A CEO once vented to me privately that another one of our colleagues shouldn’t be complaining about her salary. The CEO went on to explain that she felt this colleague shouldn’t have bought such an expensive car and that was the source of her unhappiness. How an employee feels about their compensation usually doesn’t have much to do with their car payments. It often has a lot more to do with the fact that they know their worth in the workforce. Personal bias should not come into play. This CEO was likely feeling defensive and embarrassed, which goes to show how emotional money can make us.
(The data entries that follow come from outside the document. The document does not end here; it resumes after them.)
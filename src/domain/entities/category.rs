//! Category tree entity
//!
//! An immutable, validated hierarchy of categories loaded once from a JSON
//! payload of `{value, name, children?}` nodes.

use std::collections::HashSet;

use serde::{Deserialize, Serialize};

use crate::error::{CatpickError, CatpickResult};

/// One entry in the category hierarchy
#[derive(Debug, Clone, PartialEq, Eq, Serialize)]
pub struct CategoryNode {
    value: String,
    name: String,
    #[serde(skip_serializing_if = "Vec::is_empty")]
    children: Vec<CategoryNode>,
}

impl CategoryNode {
    /// Create a leaf node
    pub fn leaf(value: impl Into<String>, name: impl Into<String>) -> Self {
        Self {
            value: value.into(),
            name: name.into(),
            children: Vec::new(),
        }
    }

    /// Create a group node with the given children
    pub fn group(
        value: impl Into<String>,
        name: impl Into<String>,
        children: Vec<CategoryNode>,
    ) -> Self {
        Self {
            value: value.into(),
            name: name.into(),
            children,
        }
    }

    pub fn value(&self) -> &str {
        &self.value
    }

    pub fn name(&self) -> &str {
        &self.name
    }

    pub fn children(&self) -> &[CategoryNode] {
        &self.children
    }

    /// A node with no children
    pub fn is_leaf(&self) -> bool {
        self.children.is_empty()
    }

    /// A node with at least one child
    pub fn is_group(&self) -> bool {
        !self.children.is_empty()
    }
}

/// Wire shape of a node before validation
#[derive(Debug, Deserialize)]
struct RawNode {
    #[serde(default)]
    value: Option<String>,
    #[serde(default)]
    name: Option<String>,
    #[serde(default)]
    children: Option<Vec<RawNode>>,
}

/// Accepted payload layouts: a bare array or `{ "categories": [...] }`
#[derive(Debug, Deserialize)]
#[serde(untagged)]
enum RawPayload {
    List(Vec<RawNode>),
    Wrapped { categories: Vec<RawNode> },
}

impl RawNode {
    fn validate(self, location: String) -> CatpickResult<CategoryNode> {
        let value = required(self.value, "value", &location)?;
        let name = required(self.name, "name", &location)?;
        let children = self
            .children
            .unwrap_or_default()
            .into_iter()
            .enumerate()
            .map(|(i, child)| child.validate(format!("{location}.children[{i}]")))
            .collect::<CatpickResult<Vec<_>>>()?;

        Ok(CategoryNode {
            value,
            name,
            children,
        })
    }
}

fn required(field: Option<String>, name: &'static str, location: &str) -> CatpickResult<String> {
    match field {
        Some(v) if !v.trim().is_empty() => Ok(v),
        _ => Err(CatpickError::MissingField {
            field: name,
            location: location.to_string(),
        }),
    }
}

/// Immutable category hierarchy
#[derive(Debug, Clone, PartialEq, Eq)]
pub struct CategoryTree {
    roots: Vec<CategoryNode>,
    duplicates: Vec<String>,
}

impl CategoryTree {
    /// Parse and validate a JSON payload.
    ///
    /// Nodes missing `value` or `name` reject the whole payload. Duplicate
    /// values are accepted but reported through [`CategoryTree::duplicate_values`].
    pub fn from_json(content: &str) -> CatpickResult<Self> {
        let payload: RawPayload =
            serde_json::from_str(content).map_err(|e| CatpickError::InvalidPayload {
                message: e.to_string(),
            })?;

        let raw_roots = match payload {
            RawPayload::List(nodes) => nodes,
            RawPayload::Wrapped { categories } => categories,
        };

        let roots = raw_roots
            .into_iter()
            .enumerate()
            .map(|(i, node)| node.validate(format!("$[{i}]")))
            .collect::<CatpickResult<Vec<_>>>()?;

        Ok(Self::from_roots(roots))
    }

    /// Build a tree from already constructed nodes
    pub fn from_roots(roots: Vec<CategoryNode>) -> Self {
        let mut seen = HashSet::new();
        let mut duplicates = Vec::new();
        for (node, _) in Walk::new(&roots) {
            if !seen.insert(node.value()) && !duplicates.iter().any(|d| d == node.value()) {
                tracing::warn!(value = node.value(), "duplicate category value in tree");
                duplicates.push(node.value().to_string());
            }
        }

        tracing::debug!(roots = roots.len(), nodes = seen.len(), "category tree built");
        Self { roots, duplicates }
    }

    pub fn roots(&self) -> &[CategoryNode] {
        &self.roots
    }

    pub fn is_empty(&self) -> bool {
        self.roots.is_empty()
    }

    /// Values that occur more than once, in first-repeat order
    pub fn duplicate_values(&self) -> &[String] {
        &self.duplicates
    }

    /// Depth-first, pre-order walk yielding each node with its depth (roots = 1)
    pub fn walk(&self) -> Walk<'_> {
        Walk::new(&self.roots)
    }

    /// First node (depth-first) carrying `value`
    pub fn find(&self, value: &str) -> Option<&CategoryNode> {
        self.walk().map(|(n, _)| n).find(|n| n.value() == value)
    }

    /// First node (depth-first) whose display name is `name`
    pub fn find_by_name(&self, name: &str) -> Option<&CategoryNode> {
        self.walk().map(|(n, _)| n).find(|n| n.name() == name)
    }

    pub fn contains(&self, value: &str) -> bool {
        self.find(value).is_some()
    }

    pub fn node_count(&self) -> usize {
        self.walk().count()
    }

    pub fn leaf_count(&self) -> usize {
        self.walk().filter(|(n, _)| n.is_leaf()).count()
    }

    /// Deepest level present (0 for an empty tree)
    pub fn depth(&self) -> usize {
        self.walk().map(|(_, d)| d).max().unwrap_or(0)
    }
}

/// Pre-order iterator over a forest of nodes
pub struct Walk<'a> {
    stack: Vec<(&'a CategoryNode, usize)>,
}

impl<'a> Walk<'a> {
    fn new(roots: &'a [CategoryNode]) -> Self {
        Self {
            stack: roots.iter().rev().map(|n| (n, 1)).collect(),
        }
    }
}

impl<'a> Iterator for Walk<'a> {
    type Item = (&'a CategoryNode, usize);

    fn next(&mut self) -> Option<Self::Item> {
        let (node, depth) = self.stack.pop()?;
        self.stack
            .extend(node.children.iter().rev().map(|c| (c, depth + 1)));
        Some((node, depth))
    }
}
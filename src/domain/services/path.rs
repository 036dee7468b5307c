//! Path resolution
//!
//! Resolves a value to its root-to-node chain, used to render breadcrumbs
//! ("Category A > Subcategory B > Leaf C") for single-select pickers.

use crate::domain::entities::{CategoryNode, CategoryTree};

/// Default breadcrumb separator
pub const BREADCRUMB_SEPARATOR: &str = " > ";

/// Find the chain of nodes from a root down to the node carrying `target`.
///
/// Depth-first, pre-order: the first match wins when a value is duplicated.
/// Returns `None` when no node matches.
pub fn find_path<'a>(target: &str, roots: &'a [CategoryNode]) -> Option<Vec<&'a CategoryNode>> {
    let mut path = Vec::new();
    if descend(target, roots, &mut path) {
        Some(path)
    } else {
        None
    }
}

fn descend<'a>(target: &str, nodes: &'a [CategoryNode], path: &mut Vec<&'a CategoryNode>) -> bool {
    for node in nodes {
        path.push(node);
        if node.value() == target || descend(target, node.children(), path) {
            return true;
        }
        path.pop();
    }
    false
}

/// Render the names along `path` joined by `separator`
pub fn render_breadcrumb(path: &[&CategoryNode], separator: &str) -> String {
    path.iter()
        .map(|n| n.name())
        .collect::<Vec<_>>()
        .join(separator)
}

impl CategoryTree {
    pub fn find_path(&self, target: &str) -> Option<Vec<&CategoryNode>> {
        find_path(target, self.roots())
    }

    /// Breadcrumb for `target`, empty when the value is unknown
    pub fn breadcrumb(&self, target: &str, separator: &str) -> String {
        self.find_path(target)
            .map(|path| render_breadcrumb(&path, separator))
            .unwrap_or_default()
    }
}
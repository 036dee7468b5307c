//! TreeMenu state management and action handling.
//!
//! This module contains the main TreeMenu component that manages
//! the view state (cursor, expansion, search), forwards selections to the
//! picker, and coordinates rendering.

use std::collections::HashSet;
use std::sync::Arc;

use catpick::application::{MultiPicker, SinglePicker};
use catpick::domain::entities::{CategoryNode, CategoryTree};

use super::render::{render_header, render_help_bar, render_status_bar, render_tree_node};
use super::state::{multi_state, single_state, toggle_multi, SelectionState};

/// A flattened representation of a tree node for rendering
#[derive(Debug, Clone)]
pub struct FlattenedNode {
    /// Category value
    pub value: String,
    /// Depth level (0 = root)
    pub depth: usize,
    /// Display label (breadcrumb while searching)
    pub label: String,
    /// Selection state
    pub state: SelectionState,
    /// Whether this node is expanded (for non-leaves)
    pub expanded: bool,
    /// Whether this node has children
    pub has_children: bool,
    /// Leaf count for this subtree
    pub leaf_count: usize,
}

/// Tree menu action
#[derive(Debug, Clone, Copy, PartialEq, Eq)]
pub enum TreeAction {
    /// Move cursor up
    Up,
    /// Move cursor down
    Down,
    /// Toggle selection
    Toggle,
    /// Expand node
    Expand,
    /// Collapse node
    Collapse,
    /// Clear the selection
    SelectNone,
    /// Start typing a search query
    StartSearch,
    /// Append a character to the query
    SearchInput(char),
    /// Delete the last query character
    SearchBackspace,
    /// Leave search and clear the query
    ClearSearch,
    /// Toggle the n-th configured shortcut
    Shortcut(usize),
    /// Confirm selection
    Confirm,
    /// Quit without confirming
    Quit,
}

/// A shortcut chip bound to a key
#[derive(Debug, Clone, PartialEq, Eq)]
pub struct MenuShortcut {
    pub label: String,
    pub key: char,
}

/// The picker a menu drives
#[derive(Debug, Clone)]
pub enum PickerMode {
    Multi(MultiPicker),
    Single(SinglePicker),
}

/// Interactive tree menu for selecting categories
pub struct TreeMenu {
    tree: Arc<CategoryTree>,
    mode: PickerMode,
    expanded: HashSet<String>,
    shortcuts: Vec<MenuShortcut>,
    /// Current cursor position in flattened view
    pub cursor: usize,
    searching: bool,
    /// Cached flattened nodes for rendering
    flattened: Vec<FlattenedNode>,
}

impl TreeMenu {
    /// Create a new tree menu over the picker's tree
    pub fn new(tree: Arc<CategoryTree>, mode: PickerMode) -> Self {
        let mut menu = Self {
            tree,
            mode,
            expanded: HashSet::new(),
            shortcuts: Vec::new(),
            cursor: 0,
            searching: false,
            flattened: Vec::new(),
        };
        menu.rebuild_flattened();
        menu
    }

    pub fn with_shortcuts(mut self, shortcuts: Vec<MenuShortcut>) -> Self {
        self.shortcuts = shortcuts;
        self
    }

    pub fn shortcuts(&self) -> &[MenuShortcut] {
        &self.shortcuts
    }

    pub fn is_searching(&self) -> bool {
        self.searching
    }

    pub fn query(&self) -> &str {
        match &self.mode {
            PickerMode::Multi(p) => p.query(),
            PickerMode::Single(p) => p.query(),
        }
    }

    pub fn header_shown(&self) -> bool {
        match &self.mode {
            PickerMode::Multi(p) => p.header().is_shown(),
            PickerMode::Single(p) => p.header().is_shown(),
        }
    }

    /// Rebuild the flattened node list
    pub fn rebuild_flattened(&mut self) {
        self.flattened = if self.query().is_empty() {
            let mut out = Vec::new();
            for root in self.tree.roots() {
                self.flatten_node(root, 0, &mut out);
            }
            out
        } else {
            self.flatten_hits()
        };

        // Ensure cursor is within bounds
        if self.flattened.is_empty() {
            self.cursor = 0;
        } else if self.cursor >= self.flattened.len() {
            self.cursor = self.flattened.len() - 1;
        }
    }

    fn flatten_node(&self, node: &CategoryNode, depth: usize, out: &mut Vec<FlattenedNode>) {
        let expanded = self.expanded.contains(node.value());
        out.push(FlattenedNode {
            value: node.value().to_string(),
            depth,
            label: node.name().to_string(),
            state: self.state_of(node),
            expanded,
            has_children: node.is_group(),
            leaf_count: super::state::leaf_values(node).len(),
        });

        if expanded {
            for child in node.children() {
                self.flatten_node(child, depth + 1, out);
            }
        }
    }

    fn flatten_hits(&self) -> Vec<FlattenedNode> {
        let hits = self.tree.search(self.query());
        hits.into_iter()
            .filter_map(|hit| {
                let node = self.tree.find(hit.value)?;
                Some(FlattenedNode {
                    value: hit.value.to_string(),
                    depth: 0,
                    label: hit.path.join(" > "),
                    state: self.state_of(node),
                    expanded: false,
                    has_children: !hit.is_leaf,
                    leaf_count: super::state::leaf_values(node).len(),
                })
            })
            .collect()
    }

    fn state_of(&self, node: &CategoryNode) -> SelectionState {
        match &self.mode {
            PickerMode::Multi(p) => multi_state(node, p),
            PickerMode::Single(p) => single_state(node, p),
        }
    }

    /// Get flattened nodes for rendering
    pub fn flattened_nodes(&self) -> &[FlattenedNode] {
        &self.flattened
    }

    /// Get current cursor position
    pub fn cursor_position(&self) -> usize {
        self.cursor
    }

    fn current_value(&self) -> Option<String> {
        self.flattened.get(self.cursor).map(|n| n.value.clone())
    }

    fn set_query(&mut self, query: String) {
        match &mut self.mode {
            PickerMode::Multi(p) => p.set_query(query),
            PickerMode::Single(p) => p.set_query(query),
        }
        self.cursor = 0;
    }

    /// Handle a tree action. Returns true when the menu should close.
    pub fn handle_action(&mut self, action: TreeAction) -> bool {
        match action {
            TreeAction::Up => {
                self.cursor = self.cursor.saturating_sub(1);
                false
            }
            TreeAction::Down => {
                if self.cursor + 1 < self.flattened.len() {
                    self.cursor += 1;
                }
                false
            }
            TreeAction::Toggle => {
                if let Some(value) = self.current_value() {
                    self.toggle_value(&value);
                }
                self.rebuild_flattened();
                false
            }
            TreeAction::Expand => {
                if let Some(node) = self.flattened.get(self.cursor) {
                    if node.has_children && self.query().is_empty() {
                        self.expanded.insert(node.value.clone());
                    }
                }
                self.rebuild_flattened();
                false
            }
            TreeAction::Collapse => {
                if let Some(value) = self.current_value() {
                    self.expanded.remove(&value);
                }
                self.rebuild_flattened();
                false
            }
            TreeAction::SelectNone => {
                match &mut self.mode {
                    PickerMode::Multi(p) => p.clear(),
                    PickerMode::Single(p) => p.clear(),
                }
                self.rebuild_flattened();
                false
            }
            TreeAction::StartSearch => {
                self.searching = true;
                false
            }
            TreeAction::SearchInput(c) => {
                let mut query = self.query().to_string();
                query.push(c);
                self.set_query(query);
                self.rebuild_flattened();
                false
            }
            TreeAction::SearchBackspace => {
                let mut query = self.query().to_string();
                query.pop();
                self.set_query(query);
                self.rebuild_flattened();
                false
            }
            TreeAction::ClearSearch => {
                self.searching = false;
                self.set_query(String::new());
                self.rebuild_flattened();
                false
            }
            TreeAction::Shortcut(idx) => {
                if let (Some(shortcut), PickerMode::Multi(p)) =
                    (self.shortcuts.get(idx), &mut self.mode)
                {
                    if let Err(e) = p.toggle_shortcut(&shortcut.label) {
                        tracing::warn!(error = %e, "shortcut ignored");
                    }
                }
                self.rebuild_flattened();
                false
            }
            TreeAction::Confirm => true,
            TreeAction::Quit => true,
        }
    }

    fn toggle_value(&mut self, value: &str) {
        let Some(node) = self.tree.find(value) else {
            return;
        };
        match &mut self.mode {
            PickerMode::Multi(p) => toggle_multi(node, p),
            PickerMode::Single(p) => {
                if p.value() == Some(value) {
                    p.clear();
                } else if let Err(e) = p.pick(value) {
                    tracing::warn!(error = %e, "pick ignored");
                }
            }
        }
    }

    /// Hidden form field content for the current selection
    pub fn form_value(&self) -> String {
        match &self.mode {
            PickerMode::Multi(p) => p.form_value(),
            PickerMode::Single(p) => p.form_value(),
        }
    }

    /// Render the tree menu to a string
    pub fn render(&self, supports_unicode: bool) -> String {
        let mut out = String::new();

        out.push_str(&render_header(self, supports_unicode));
        out.push('\n');

        for (i, node) in self.flattened.iter().enumerate() {
            let is_active = i == self.cursor;
            let line = render_tree_node(node, is_active, supports_unicode);
            out.push_str(&line);
            out.push('\n');
        }

        out
    }

    /// Render the status bar
    pub fn render_status_bar(&self, supports_unicode: bool) -> String {
        render_status_bar(&self.mode, supports_unicode)
    }

    /// Render the help bar
    pub fn render_help_bar(&self) -> String {
        render_help_bar(self.searching)
    }
}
Wealth can be apparent in many ways — fancy cars to start, but also homes, clothing, and other material items. Showings of wealth can affect how you view someone’s financial status. Even if their status isn’t an issue of contention or jealousy, it can cause managers to feel their employee may not “need” as much money as they actually deserve. There are many forms of bias in the workplace, some protected and some not, but financial bias is a very real problem.
I refer to my lack of desire to discuss money at work as an unpopular opinion, because right now salary transparency is all the rage. There is something to be said about sharing your salary with colleagues in order to help others learn if they are being paid fairly. This is especially important for women to partake in. But when you do so at the office, there is no pretending that your revelations won’t potentially cause problems. As someone who was accidentally sent a list of all her colleagues’ salaries, I can tell you with 100 percent certainty that awkwardness will ensue.
That’s why I prefer to have conversations with friends, family members, and colleagues (outside of the companies I currently work with) about what they’re making. I’m able to get an idea of what others my age, in my location, and in similar roles are compensated, without having to directly ask a coworker about their income levels, saving me from many uncomfortable conversations.